____ DATA

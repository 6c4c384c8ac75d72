//! # dfml
//!
//! Parser and builder for DFML (Dragonfly Markup Language), a compact
//! textual markup of named nodes carrying ordered keyed attributes and
//! ordered child content.
//!
//! ## What is DFML?
//!
//! A DFML document is a forest of elements. A node has a name, an optional
//! parenthesized attribute list, and an optional brace block of children;
//! children may themselves be nodes, typed scalar data, or comments:
//!
//! ```text
//! animals {
//!     bird {
//!         /*A comment*/
//!         duck(fly: true, say: "qack", name: "Donald") {
//!             20
//!             30
//!         }
//!     }
//! }
//! ```
//!
//! ## Key Features
//!
//! - **Round-trip by design**: [`parse`] and [`to_string`] are structural
//!   inverses for trees built through the public API (comments normalize to
//!   block form)
//! - **Ordered attributes**: attribute iteration order is first-insertion
//!   order, backed by `IndexMap`
//! - **Typed scalars**: string, integer, double, and boolean values with a
//!   canonical textual form
//! - **Line diagnostics**: every parse error carries the 1-based source line
//! - **No unsafe code**: written entirely in safe Rust
//!
//! ## Quick Start
//!
//! ```rust
//! use dfml::{parse, to_string, ValueKind};
//!
//! let elements = parse("mynode(test: 'hello', number: 40, boolean: false)").unwrap();
//! let node = elements[0].as_node().unwrap();
//!
//! assert_eq!(node.name(), "mynode");
//! assert_eq!(node.attr("number").unwrap().kind(), ValueKind::Integer);
//!
//! assert_eq!(
//!     to_string(&elements[0]),
//!     r#"mynode(test: "hello", number: 40, boolean: false)"#
//! );
//! ```
//!
//! ## Building Trees Programmatically
//!
//! ```rust
//! use dfml::{Comment, Data, Node};
//!
//! let mut node = Node::new("test_comments");
//! node.add_child(Comment::create_with_content("comment 1"));
//! node.add_child(Data::create_integer(20000));
//!
//! let text = dfml::to_string(&node.into());
//! assert_eq!(text, "test_comments {\n\t/*comment 1*/\n\t20000\n}");
//! ```
//!
//! ## Scope
//!
//! The crate performs no I/O: loading DFML text from files or the network,
//! command-line entry points, and schema validation are the host
//! application's concern. Strings have no escape syntax — a string value
//! cannot contain its own delimiter character (see [`Builder`] for the
//! quoting policy).

pub mod builder;
pub mod element;
pub mod error;
pub mod node;
pub mod options;
pub mod parser;
mod scanner;
pub mod value;

pub use builder::Builder;
pub use element::{Comment, Data, Element, ElementKind};
pub use error::{ParseError, Result};
pub use node::Node;
pub use options::BuildOptions;
pub use parser::Parser;
pub use value::{Value, ValueKind};

/// Parses DFML source text into an ordered list of top-level elements.
///
/// # Examples
///
/// ```rust
/// let elements = dfml::parse("red { green blue { yellow } }").unwrap();
/// assert_eq!(elements.len(), 1);
/// assert_eq!(elements[0].as_node().unwrap().name(), "red");
/// ```
///
/// # Errors
///
/// Returns a [`ParseError`] carrying the 1-based source line on the first
/// grammar violation; no partial result is produced.
#[must_use = "this returns the result of the operation, errors must be handled"]
pub fn parse(input: &str) -> Result<Vec<Element>> {
    Parser::new(input).parse()
}

/// Serializes an element to DFML text with default formatting
/// (one element per line, tab indentation).
///
/// # Examples
///
/// ```rust
/// use dfml::{Data, Node};
///
/// let mut node = Node::new("test_node");
/// node.add_child(Data::create_string("string data"));
/// assert_eq!(dfml::to_string(&node.into()), "test_node {\n\t\"string data\"\n}");
/// ```
#[must_use]
pub fn to_string(element: &Element) -> String {
    to_string_with_options(element, BuildOptions::default())
}

/// Serializes an element to DFML text with custom formatting options.
///
/// # Examples
///
/// ```rust
/// use dfml::{BuildOptions, Node};
///
/// let mut node = Node::new("root");
/// node.add_child(Node::new("child"));
///
/// let options = BuildOptions::new().with_spaces_for_indent(true).with_space_count(2);
/// assert_eq!(
///     dfml::to_string_with_options(&node.into(), options),
///     "root {\n  child\n}"
/// );
/// ```
#[must_use]
pub fn to_string_with_options(element: &Element, options: BuildOptions) -> String {
    Builder::new(options).build(element)
}

#[cfg(test)]
mod tests {
    use super::*;

    #[test]
    fn parse_and_rebuild_single_node() {
        let elements = parse("test").unwrap();
        assert_eq!(elements.len(), 1);
        assert_eq!(to_string(&elements[0]), "test");
    }

    #[test]
    fn forest_at_top_level() {
        let elements = parse("one two three").unwrap();
        let names: Vec<_> = elements
            .iter()
            .filter_map(|e| e.as_node().map(Node::name))
            .collect();
        assert_eq!(names, vec!["one", "two", "three"]);
    }

    #[test]
    fn compact_options_round_trip() {
        let elements = parse("a { b { c } d }").unwrap();
        let compact = to_string_with_options(&elements[0], BuildOptions::compact());
        assert_eq!(compact, "a { b { c } d }");
        assert_eq!(parse(&compact).unwrap(), elements);
    }
}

________

● **EXERCISE**: Please copy, word for word, every line from the first line of the records through the line containing "name, an optional", with both of those lines included and nothing else.

● **ANSWER FOR THIS EXERCISE**:
repository 6c4c384c8ac75d72
//! # dfml
//!
//! Parser and builder for DFML (Dragonfly Markup Language), a compact
//! textual markup of named nodes carrying ordered keyed attributes and
//! ordered child content.
//!
//! ## What is DFML?
//!
//! A DFML document is a forest of elements. A node has a name, an optional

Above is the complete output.